** Data excerpts **
★ ★ ★ ★
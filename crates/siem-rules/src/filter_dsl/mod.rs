mod ast;
mod eval;
mod lexer;
mod parser;

pub use ast::{CmpOp, FilterAst};
pub use eval::eval;
pub use parser::parse;

/// Parses `expr`, logging and returning `None` on any failure — the
/// behavior every rule kind wants: a bad expression excludes only that
/// rule's AST, never the whole load.
pub fn parse_or_log(rule_id: u64, expr: &str) -> Option<FilterAst> {
    match parse(expr) {
        Ok(ast) => Some(ast),
        Err(err) => {
            tracing::error!(rule_id, error = %err, "failed to parse filter expression, rule will never match");
            None
        }
    }
}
★ ★ ★ ★
** Exercise requirements **
Lines from the one holding "pub use parser::parse;" to the last line of the records: return these exactly, and only these.

** Exercise solution **
pub use parser::parse;

/// Parses `expr`, logging and returning `None` on any failure — the
/// behavior every rule kind wants: a bad expression excludes only that
/// rule's AST, never the whole load.
pub fn parse_or_log(rule_id: u64, expr: &str) -> Option<FilterAst> {
    match parse(expr) {
        Ok(ast) => Some(ast),
        Err(err) => {
            tracing::error!(rule_id, error = %err, "failed to parse filter expression, rule will never match");
            None
        }
    }
}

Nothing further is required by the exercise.